# What is required
Your answer must be an exact copy of the lines from the one holding "Err(e) => tracing::warn!(pid, error" through the last line of the entries below, with nothing added.

Stored data entries

▼

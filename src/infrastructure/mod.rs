//! Environment-facing helpers: data locations and the URL opener.

pub mod launcher;
pub mod paths;

pub use launcher::open_url;
pub use paths::{expand_tilde, get_data_dir};
//! Hands URLs to the desktop's default application.

use std::io;
use std::process::{Command, Stdio};
use std::thread::{self, JoinHandle};

/// Program that opens URLs on this platform.
#[must_use]
pub const fn opener_program() -> &'static str {
    if cfg!(target_os = "macos") {
        "open"
    } else if cfg!(target_os = "windows") {
        "explorer"
    } else {
        "xdg-open"
    }
}

/// Starts the opener for `url` without waiting for it.
///
/// # Errors
///
/// Returns the spawn error when the opener is not installed.
pub fn open_url(url: &str) -> io::Result<()> {
    let mut command = Command::new(opener_program());
    command.arg(url);
    spawn_reaped(command)?;
    Ok(())
}

/// Spawns `command` detached from the terminal and waits for it on a
/// background thread, so finished children do not linger as zombies.
fn spawn_reaped(mut command: Command) -> io::Result<JoinHandle<()>> {
    let mut child = command
        .stdin(Stdio::null())
        .stdout(Stdio::null())
        .stderr(Stdio::null())
        .spawn()?;

    let pid = child.id();
    tracing::debug!(pid, program = ?command.get_program(), "opener started");

    Ok(thread::spawn(move || match child.wait() {
        Ok(status) => tracing::debug!(pid, %status, "opener exited"),
        Err(e) => tracing::warn!(pid, error = %e, "failed to wait for opener"),
    }))
}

▲

# Response to the exercise
        Err(e) => tracing::warn!(pid, error = %e, "failed to wait for opener"),
    }))
}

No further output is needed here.